### PROBLEM TO SOLVE
Copy out each line below in which the string "Value" appears.

### DATA LISTING
//! `scrape` command: fetch product pages with bounded concurrency and print
//! one JSON line per URL.
//!
//! Per-URL failures are reported in the output and logged rather than
//! propagated, so one bad page does not abort the run.

use futures::stream::{self, StreamExt};
use serde_json::{json, Value};
use sneakdb_core::{AppConfig, Brand};
use sneakdb_scraper::{
    check_product_url, extract_with_config, resolve_brand, ExtractionOutcome, ExtractorConfig,
    PageFetcher,
};

/// # Errors
///
/// Returns an error if the HTTP client cannot be built or every URL failed.
pub(crate) async fn run_scrape(
    config: &AppConfig,
    urls: &[String],
    brand_override: Option<Brand>,
    concurrency: Option<usize>,
) -> anyhow::Result<()> {
    let fetcher = PageFetcher::from_config(config)?;
    let extractor_config = ExtractorConfig::from(config);
    let max_concurrent = concurrency.unwrap_or(config.max_concurrent_pages).max(1);

    let mut results: Vec<(usize, &String, anyhow::Result<ExtractionOutcome>)> =
        stream::iter(urls.iter().enumerate())
            .map(|(index, url)| {
                let fetcher = &fetcher;
                let extractor_config = &extractor_config;
                async move {
                    let result = scrape_one(fetcher, extractor_config, url, brand_override).await;
                    (index, url, result)
                }
            })
            .buffer_unordered(max_concurrent)
            .collect()
            .await;
    results.sort_by_key(|(index, _, _)| *index);

    let mut failed = 0usize;
    for (_, url, result) in &results {
        match result {
            Ok(outcome) => {
                if let Some(reason) = outcome.degraded {
                    tracing::warn!(url = %url, %reason, "degraded extraction result");
                }
            }
            Err(e) => {
                failed += 1;
                tracing::warn!(url = %url, error = %format!("{e:#}"), "page failed");
            }
        }
        println!("{}", serde_json::to_string(&page_report(url, result))?);
    }

    tracing::info!(pages = results.len(), failed, "scrape complete");
    if !results.is_empty() && failed == results.len() {
        anyhow::bail!("all {failed} pages failed");
    }
    Ok(())
}

async fn scrape_one(
    fetcher: &PageFetcher,
    config: &ExtractorConfig,
    url: &str,
    brand_override: Option<Brand>,
) -> anyhow::Result<ExtractionOutcome> {
    let brand = match brand_override {
        Some(brand) => {
            check_product_url(url, brand)?;
            brand
        }
        None => resolve_brand(url)?.1,
    };

    let page = fetcher.fetch(url).await?;
    let config = config.clone();
    let outcome = tokio::task::spawn_blocking(move || {
        extract_with_config(&page.body, &page.final_url, brand, &config)
    })
    .await??;
    Ok(outcome)
}

/// `{"url", "degraded", "result"}` on success, `{"url", "error"}` otherwise.
pub(crate) fn page_report(url: &str, result: &anyhow::Result<ExtractionOutcome>) -> Value {
    match result {
        Ok(outcome) => json!({
            "url": url,
            "degraded": outcome.degraded,
            "result": outcome.result,
        }),
        Err(e) => json!({
            "url": url,
            "error": format!("{e:#}"),
        }),
    }
}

### EXERCISE RESPONSE
use serde_json::{json, Value};
pub(crate) fn page_report(url: &str, result: &anyhow::Result<ExtractionOutcome>) -> Value {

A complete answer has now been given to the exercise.